L’Algerian Desalination Company (ADC), filiale du groupe Sonatrach, a engagé une démarche résolue en faveur de l’amélioration de l’efficacité énergétique de ses installations de dessalement d’eau de mer, à travers l’intégration progressive de technologies de pointe visant à réduire significativement la consommation électrique, a indiqué, mardi, Mouloud Hachelaf, assistant du PDG de l’ADC chargé de la communication.
Le dessalement de l’eau de mer étant une activité fortement énergivore, l’ADC a été amenée à adopter des solutions technologiques innovantes, telles que la technologie PX (Pressure Exchanger), également connue sous l’appellation de récupérateurs d’énergie, a-t-il expliqué dans une déclaration à l’APS, en marge du Salon des Energies renouvelables, des énergies du futur et du développement durable (ERA), qui se poursuit au Centre des conventions d’Oran jusqu’au 4 février.
Ces équipements permettent de récupérer la pression générée au cours des différentes phases du processus de dessalement et de la transformer en énergie réutilisable, contribuant ainsi à une réduction de la consommation électrique estimée entre 40 et 50%, a-t-il précisé.
La technologie PX est déjà opérationnelle dans cinq usines à travers le pays, notamment à Oran, Tipaza, Boumerdes, El Tarf et Bejaïa, a-t-il souligné, ajoutant qu’elle sera systématiquement intégrée dans tous les futurs projets de dessalement.

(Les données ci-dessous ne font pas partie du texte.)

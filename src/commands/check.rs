use anyhow::{bail, Context, Result};
use futures::stream::{self, StreamExt};
use log::info;
use serde::Serialize;
use std::fs::File;
use std::io::{BufRead, BufReader, BufWriter, Write};
use std::time::{Duration, Instant};

use doi_metadata::common::{create_count_progress_bar, format_elapsed, setup_logging};
use doi_metadata::registry::create_doi_client;
use doi_metadata::{DoiOrgLookup, RegistrationStatus, RegistryChecker, RegistryLookup};

use crate::cli::CheckArgs;

/// One line of `check` output
#[derive(Debug, Clone, Serialize)]
pub struct CheckRecord {
    pub doi: String,
    pub status: &'static str,
    pub registered: bool,
    #[serde(skip_serializing_if = "Option::is_none")]
    pub error: Option<String>,
}

impl CheckRecord {
    fn new(doi: String, status: &RegistrationStatus) -> Self {
        Self {
            doi,
            status: status.label(),
            registered: status.is_registered(),
            error: status.error().map(|e| e.to_string()),
        }
    }
}

/// DOIs from the command line followed by those in the input file
fn collect_dois(args: &CheckArgs) -> Result<Vec<String>> {
    let mut dois = args.dois.clone();

    if let Some(path) = &args.input {
        let file = File::open(path).with_context(|| format!("Failed to open: {}", path))?;
        for line_result in BufReader::new(file).lines() {
            let line = line_result.with_context(|| format!("Failed to read: {}", path))?;
            let line = line.trim();
            if line.is_empty() || line.starts_with('#') {
                continue;
            }
            dois.push(line.to_string());
        }
    }

    Ok(dois)
}

/// Check all DOIs with at most `concurrency` lookups in flight.
/// Results come back in input order.
pub async fn check_all<L: RegistryLookup>(
    checker: &RegistryChecker<L>,
    dois: Vec<String>,
    concurrency: usize,
) -> Vec<CheckRecord> {
    let progress = create_count_progress_bar(dois.len() as u64);

    let mut results: Vec<(usize, CheckRecord)> = stream::iter(dois.into_iter().enumerate())
        .map(|(index, doi)| {
            let progress = progress.clone();
            async move {
                let status = checker.status(&doi).await;
                progress.inc(1);
                (index, CheckRecord::new(doi, &status))
            }
        })
        .buffer_unordered(concurrency.max(1))
        .collect()
        .await;

    progress.finish_with_message("Registration check complete");

    results.sort_by_key(|(index, _)| *index);
    results.into_iter().map(|(_, record)| record).collect()
}

async fn run_check_async(args: CheckArgs) -> Result<Vec<CheckRecord>> {
    setup_logging(&args.log_level)?;
    let start = Instant::now();

    let dois = collect_dois(&args)?;
    if dois.is_empty() {
        bail!("No DOIs to check; pass them as arguments or with --input");
    }
    info!("Checking {} DOIs against {}", dois.len(), args.base_url);

    let client = create_doi_client()?;
    let lookup = DoiOrgLookup::with_client(client, Duration::from_secs(args.timeout))
        .with_base_url(args.base_url.as_str());
    let checker = RegistryChecker::new(lookup);

    let results = check_all(&checker, dois, args.concurrency).await;

    let stdout = std::io::stdout();
    let mut out = stdout.lock();
    for record in &results {
        writeln!(out, "{}", serde_json::to_string(record)?)?;
    }
    out.flush()?;

    if let Some(path) = &args.output {
        let file = File::create(path)
            .with_context(|| format!("Failed to create output file: {}", path))?;
        let mut writer = BufWriter::new(file);
        for record in &results {
            writeln!(writer, "{}", serde_json::to_string(record)?)?;
        }
        writer.flush()?;
        info!("Wrote {} results to: {}", results.len(), path);
    }

    let registered = results.iter().filter(|r| r.registered).count();
    let failed = results.iter().filter(|r| r.error.is_some()).count();
    info!(
        "Registered: {} | not registered: {} | lookup failed: {} ({})",
        registered,
        results.len() - registered - failed,
        failed,
        format_elapsed(start.elapsed())
    );

    Ok(results)
}

pub fn run_check(args: CheckArgs) -> Result<Vec<CheckRecord>> {
    let rt = tokio::runtime::Runtime::new()?;
    rt.block_on(run_check_async(args))
}
use criterion::{black_box, criterion_group, criterion_main, Criterion, Throughput};

use doi_metadata::{repo_path_to_uuid, Author, Reference};

fn bench_reference_urls(c: &mut Criterion) {
    let references: Vec<Reference> = [
        "DOI:10.12751/g-node.5b08du",
        "arXiv:2403.12345",
        "pmID:31415926",
        "uRl:https://gin.g-node.org/fabee/efish_locking",
        "you:dontKnowMe",
        "IamNotOK",
    ]
    .into_iter()
    .map(Reference::new)
    .collect();

    let mut group = c.benchmark_group("reference");
    group.throughput(Throughput::Elements(references.len() as u64));

    group.bench_function("get_url", |b| {
        b.iter(|| {
            for reference in &references {
                black_box(reference.get_url());
            }
        })
    });

    group.finish();
}

fn bench_render_author(c: &mut Criterion) {
    let authors = vec![
        Author::new("Doe", "Jane")
            .with_affiliation("LMU Munich")
            .with_id("ORCID:0000-0002-1825-0097"),
        Author::new("Roe", "Rob").with_affiliation("G-Node"),
        Author::new("Poe", "Pat"),
    ];

    c.bench_function("render_author", |b| {
        b.iter(|| {
            for author in &authors {
                black_box(author.render_author());
                black_box(author.valid_id());
            }
        })
    });
}

fn bench_repo_path_to_uuid(c: &mut Criterion) {
    c.bench_function("repo_path_to_uuid", |b| {
        b.iter(|| black_box(repo_path_to_uuid(black_box("fabee/efish_locking"))))
    });
}

criterion_group!(benches, bench_reference_urls, bench_render_author, bench_repo_path_to_uuid);
criterion_main!(benches);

Par ailleurs, l’ADC a opté pour l’osmose inverse, considérée comme la technologie la moins énergivore comparativement aux procédés thermiques, tels que la distillation multi-étagée (MSF), contribuant ainsi à une optimisation globale de la consommation énergétique, a encore dit M. Hachelaf.
Abordant les perspectives à l’horizon 2030, le même responsable a indiqué que l’ADC ambitionne d’intégrer un mix énergétique plus durable, reposant notamment sur le recours au photovoltaïque pour l’alimentation partielle des stations de dessalement.
L’objectif est de couvrir jusqu’à 30% des besoins énergétiques de chaque station à partir de l’énergie solaire. Un tel projet nécessite toutefois d’importantes superficies foncières, pouvant atteindre environ 30 hectares par station, a-t-il précisé.
Des projets pilotes ont déjà été lancés, notamment au niveau de la station de dessalement d’eau de mer de Chatt El Hilal, à Aïn Temouchent, a-t-il rappelé, soulignant que l’ADC entend désormais passer à une mise en œuvre à plus grande échelle, de manière progressive et méthodique.